Deuxième remarque : La France est représentée au Conseil par Caroline Fourest dont on connaît les positions islamophobes, pro-sionistes et pro-hégémonie occidentale. Elle a écrit de nombreux livres et des centaines d’articles. C’est en vain qu’on y cherchera la moindre condamnation du caractère discriminatoire de l’Etat sioniste, de l’occupation, du déni des droits des réfugiés. En revanche, elle ne se prive pas de marteler partout que « l’Etat d’Israël a été créé pour abriter les survivants des camps de la morts ». Du point de vue historique, cette affirmation est largement inexacte : le projet sioniste est très antérieur à la guerre, la majorité des habitants n’étaient pas des survivants et tous les survivants ne sont allés en « Israël ». Mais le plus grave est que cette affirmation se refuse à dire aux dépens de qui s’est faite cette « création ».
Autre exemple : Caroline Fourest a écrit un livre sur les intégrismes religieux. Elle commence par y faire semblant de s’en prendre à tous, mais finit par conclure (c’est à cela qu’elle voulait en venir) « que si l’islam n’a pas le monopole de la violence, il est le seul à bénéficier d’un stock de bombes humaines ». Comme on le voit, un : ce n’est plus d’intégrismes qu’il s’agit mais de « l’islam » tout court. Deux : pas un mot sur ceux qui ont un stock de bombes atomiques. Ce sont des amis de l’Occident et ils ont donc le droit et le devoir d’en avoir afin d’aider à tenir en respect ceux qui perturbent les marchés et les sources de matières premières et d’énergie. Résultat : tout le caractère aussi creux que trompeur du « dialogue des cultures » de la Fondation apparaît au grand jour avec la présence de Caroline Fourest dans son Conseil.
Dernière remarque : il n’y a pas de représentant de la Palestine dans le Conseil, mais il y a des associations palestiniennes dans le réseau. A ce propos, lors de l’agression barbare de l’armée sioniste contre la bande de Gaza fin 2008-début 2009, la Fondation a publié une déclaration. Elle y exprime « son inquiétude face aux événements », elle déplore la mort de « nombreux civils » palestiniens, elle « déplore aussi la mort de civils israéliens atteints par les obus lancés depuis le territoire de Gaza ». Comme on le voit, seul les « obus » sont signalés.
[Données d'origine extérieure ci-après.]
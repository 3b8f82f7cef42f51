use anyhow::{Context, Result};
use serde::Deserialize;
use std::path::Path;

use crate::platform::telegram::DEFAULT_API_BASE;

#[derive(Debug, Deserialize, Clone, Default)]
pub struct Config {
    #[serde(default)]
    pub telegram: TelegramConfig,
    #[serde(default)]
    pub server: ServerConfig,
}

#[derive(Debug, Deserialize, Clone)]
pub struct TelegramConfig {
    #[serde(default)]
    pub bot_token: String,
    #[serde(default = "default_api_base")]
    pub api_base: String,
    /// The only user allowed to run /balance and /tx. 0 = nobody.
    #[serde(default)]
    pub owner_id: i64,
    /// Chat that receives a line per donation. 0 = disabled.
    #[serde(default)]
    pub log_chat_id: i64,
    /// Echoed by Telegram in `X-Telegram-Bot-Api-Secret-Token`. Empty = unchecked.
    #[serde(default)]
    pub webhook_secret: String,
}

#[derive(Debug, Deserialize, Clone)]
pub struct ServerConfig {
    #[serde(default = "default_bind")]
    pub bind: String,
    /// Required as `?key=` on /setup. Empty = registration always refused.
    #[serde(default)]
    pub setup_key: String,
}

impl Default for TelegramConfig {
    fn default() -> Self {
        Self {
            bot_token: String::new(),
            api_base: default_api_base(),
            owner_id: 0,
            log_chat_id: 0,
            webhook_secret: String::new(),
        }
    }
}

impl Default for ServerConfig {
    fn default() -> Self {
        Self {
            bind: default_bind(),
            setup_key: String::new(),
        }
    }
}

fn default_api_base() -> String {
    DEFAULT_API_BASE.to_string()
}

fn default_bind() -> String {
    "0.0.0.0:8080".to_string()
}

fn non_empty(value: &str) -> Option<&str> {
    let value = value.trim();
    (!value.is_empty()).then_some(value)
}

impl Config {
    pub fn bot_token(&self) -> Option<&str> {
        non_empty(&self.telegram.bot_token)
    }

    pub fn log_chat_id(&self) -> Option<i64> {
        (self.telegram.log_chat_id != 0).then_some(self.telegram.log_chat_id)
    }

    pub fn webhook_secret(&self) -> Option<&str> {
        non_empty(&self.telegram.webhook_secret)
    }

    pub fn setup_key(&self) -> Option<&str> {
        non_empty(&self.server.setup_key)
    }

    /// Read `path` if it exists, then apply environment overrides.
    pub fn load(path: &Path) -> Result<Self> {
        let mut config = if path.exists() {
            let content = std::fs::read_to_string(path)
                .with_context(|| format!("Failed to read config file: {}", path.display()))?;
            Self::from_toml(&content)
                .with_context(|| format!("Failed to parse config file: {}", path.display()))?
        } else {
            Self::default()
        };

        config.apply_overrides(|key| std::env::var(key).ok())?;
        Ok(config)
    }

    pub fn from_toml(content: &str) -> Result<Self> {
        Ok(toml::from_str(content)?)
    }

    /// Override fields from `lookup` (the process environment in production).
    pub fn apply_overrides<F>(&mut self, lookup: F) -> Result<()>
    where
        F: Fn(&str) -> Option<String>,
    {
        if let Some(v) = lookup("BOT_TOKEN") {
            self.telegram.bot_token = v;
        }
        if let Some(v) = lookup("TELEGRAM_API_BASE") {
            self.telegram.api_base = v;
        }
        if let Some(v) = lookup("OWNER_ID") {
            self.telegram.owner_id = parse_id("OWNER_ID", &v)?;
        }
        if let Some(v) = lookup("LOG_CHAT_ID") {
            self.telegram.log_chat_id = parse_id("LOG_CHAT_ID", &v)?;
        }
        if let Some(v) = lookup("WEBHOOK_SECRET") {
            self.telegram.webhook_secret = v;
        }
        if let Some(v) = lookup("SETUP_KEY") {
            self.server.setup_key = v;
        }
        if let Some(v) = lookup("BIND_ADDR") {
            self.server.bind = v;
        }
        Ok(())
    }
}

fn parse_id(key: &str, value: &str) -> Result<i64> {
    let value = value.trim();
    if value.is_empty() {
        return Ok(0);
    }
    value
        .parse()
        .with_context(|| format!("{} must be an integer, got '{}'", key, value))
}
Pas un mot en revanche sur l’utilisation du phosphore blanc, sur l’expérimentation d’armes nouvelles (DIME) ou sur le bombardement de zones densément peuplées (crime de guerre) et bien sûr, rien sur le blocus et sur les réfugiés de Gaza. Il n’est donc pas étonnant que la déclaration en conclue qu’il ne lui « appartient pas de se prononcer sur les responsabilités politiques qui ont conduit à cette situation », qu’elle « partage la légitimité du souci de sécurité des citoyens israéliens, mais elle revendique que ce souci trouve une réponse politique ». La Fondation entend par là le processus d’Oslo dont toute personne de bon sens peut voir à quoi il a servi : transformer une partie de l’élite palestinienne en collaborateurs et bénéficiaires de l’occupation, transformer une partie des résistants en police (entrainée par les Américains s’il vous plait !) et en armée de supplétifs chargée de mater les occupés qui ne veulent pas être occupés. Et voici maintenant le plus piquant : quand on clique sur le lien du site de la Fondation qui renvoie au texte intégral de la déclaration, on se retrouve sur le blog de Caroline Fourest. La boucle est bouclée.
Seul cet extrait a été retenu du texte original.